Casier judiciaire vierge, vie rangée (une femme, un enfant, le même travail depuis deux décennies), l’homme arbore des traits creusés par le manque de sommeil et une barbe qui a poussé dru pendant la garde à vue. Lui non plus ne nie rien, mais il s’exprime timidement, visiblement impressionné par la cage vitrée où il se tient.
Lorsque les gendarmes sont arrivés à son domicile, il y a 48 heures, à 6 heures du matin, il était au travail. Dans l’affaire initiale, il est remis en liberté. Mais en perquisition, les militaires ont trouvé un pistolet de calibre 7,65 et des munitions. « Je l’avais achetée à mon beau-père qui était armurier, je l’ai gardée. En fait, elle était là parce qu’il y avait eu des cambriolages près de chez moi », dit le prévenu.

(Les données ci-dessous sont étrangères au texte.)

//! House Keeper authentication client.
//!
//! Registration, login, and current-user operations against the `/auth` endpoints,
//! plus the session store shared with the other service clients. The backend issues
//! short-lived bearer tokens on login and keeps no token state of its own, so
//! signing out is a purely local transition.

mod session;
mod store;
mod types;

pub use session::Session;
pub use store::{AuthStateChange, AuthSubscription, SessionStore};
pub use types::{NewUser, TokenResponse, User, UserUpdate};

use log::debug;
use reqwest::{Client, StatusCode};
use thiserror::Error;

#[derive(Error, Debug)]
pub enum AuthError {
    #[error("API error: {detail} (status {status})")]
    Api { status: StatusCode, detail: String },

    #[error("Invalid username or password")]
    InvalidCredentials,

    #[error("Not signed in")]
    MissingSession,

    #[error("Session rejected by the backend")]
    Unauthorized,

    #[error("Network error: {0}")]
    Network(#[from] reqwest::Error),

    #[error("JSON error: {0}")]
    Json(#[from] serde_json::Error),
}

/// Client for the `/auth` endpoints.
pub struct AuthClient {
    url: String,
    http_client: Client,
    store: SessionStore,
}

impl AuthClient {
    /// Create a new auth client rooted at the API base URL (including the API
    /// prefix, e.g. `http://host/api/v1`).
    pub fn new(url: &str, http_client: Client, store: SessionStore) -> Self {
        Self {
            url: url.trim_end_matches('/').to_string(),
            http_client,
            store,
        }
    }

    fn auth_url(&self, path: &str) -> String {
        format!("{}/auth{}", self.url, path)
    }

    /// The session store this client writes to.
    pub fn store(&self) -> &SessionStore {
        &self.store
    }

    /// The current session, if one is held.
    pub fn session(&self) -> Option<Session> {
        self.store.get()
    }

    /// Whether a session is currently held.
    pub fn is_authenticated(&self) -> bool {
        self.store.get().is_some()
    }

    /// Register a new account. Registration does not sign the account in; call
    /// [`AuthClient::login`] afterwards.
    pub async fn register(&self, new_user: &NewUser) -> Result<User, AuthError> {
        let url = self.auth_url("/register");
        debug!("POST {}", url);

        let response = self.http_client.post(&url).json(new_user).send().await?;

        if !response.status().is_success() {
            return Err(self.api_error(response).await);
        }

        let user: User = response.json().await?;
        Ok(user)
    }

    /// Log in with username and password. The backend expects the OAuth2 password
    /// form, so credentials go out form-encoded rather than as JSON. On success the
    /// session is stored and subscribers observe `SignedIn`.
    pub async fn login(&self, username: &str, password: &str) -> Result<Session, AuthError> {
        let url = self.auth_url("/login");
        debug!("POST {}", url);

        let response = self
            .http_client
            .post(&url)
            .form(&[("username", username), ("password", password)])
            .send()
            .await?;

        let status = response.status();
        if status == StatusCode::UNAUTHORIZED || status == StatusCode::BAD_REQUEST {
            return Err(AuthError::InvalidCredentials);
        }
        if !status.is_success() {
            return Err(self.api_error(response).await);
        }

        let token: TokenResponse = response.json().await?;
        let session = Session::from_access_token(&token.access_token, &token.token_type);
        self.store.set(session.clone());

        Ok(session)
    }

    /// Fetch the profile of the signed-in user.
    pub async fn current_user(&self) -> Result<User, AuthError> {
        let token = self.store.access_token().ok_or(AuthError::MissingSession)?;
        let url = self.auth_url("/me");
        debug!("GET {}", url);

        let response = self
            .http_client
            .get(&url)
            .bearer_auth(&token)
            .send()
            .await?;

        if !response.status().is_success() {
            return Err(self.api_error(response).await);
        }

        let user: User = response.json().await?;
        Ok(user)
    }

    /// Update the signed-in user's profile. Subscribers observe `UserUpdated`.
    pub async fn update_user(&self, update: &UserUpdate) -> Result<User, AuthError> {
        let token = self.store.access_token().ok_or(AuthError::MissingSession)?;
        let url = self.auth_url("/me");
        debug!("PUT {}", url);

        let response = self
            .http_client
            .put(&url)
            .bearer_auth(&token)
            .json(update)
            .send()
            .await?;

        if !response.status().is_success() {
            return Err(self.api_error(response).await);
        }

        let user: User = response.json().await?;
        self.store.emit(AuthStateChange::UserUpdated);
        Ok(user)
    }

    /// Drop the local session. The backend keeps no token state, so no request is
    /// made; subscribers observe `SignedOut`.
    pub fn sign_out(&self) {
        self.store.clear();
    }

    async fn api_error(&self, response: reqwest::Response) -> AuthError {
        let status = response.status();
        if status == StatusCode::UNAUTHORIZED {
            self.store.invalidate();
            return AuthError::Unauthorized;
        }
        let detail = detail_from_body(&response.text().await.unwrap_or_default());
        AuthError::Api { status, detail }
    }
}

/// Pull the human-readable message out of a FastAPI-style `{"detail": ...}` error
/// body, falling back to the raw text.
fn detail_from_body(text: &str) -> String {
    match serde_json::from_str::<serde_json::Value>(text) {
        Ok(value) => match value.get("detail") {
            Some(serde_json::Value::String(detail)) => detail.clone(),
            Some(other) => other.to_string(),
            None => text.to_string(),
        },
        Err(_) => text.to_string(),
    }
}

#[cfg(test)]
mod tests {
    use super::*;

    #[test]
    fn detail_from_body_handles_the_common_shapes() {
        assert_eq!(detail_from_body(r#"{"detail": "Item not found"}"#), "Item not found");
        assert_eq!(
            detail_from_body(r#"{"detail": [{"loc": ["body", "email"]}]}"#),
            r#"[{"loc":["body","email"]}]"#
        );
        assert_eq!(detail_from_body("plain text"), "plain text");
    }
}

Le procureur Sylvain Darchy revient sur le nombre d’armes par habitant en Corse. Sur le nombre d’homicides aussi. Il demande une peine avec sursis cependant, au vu de l’absence d’antécédents. Me Vinier-Orsetti insiste, pour sa part, sur la stabilité de l’homme qu’il défend. « Son métier, depuis 19 ans, c’est de sauver des vies. Le sursis existe pour des personnes comme lui. »
Son client ressortira libre, mais avec une épée de Damoclès de 6 mois au-dessus de la tête. Quant à l’arme, il ne la reverra plus.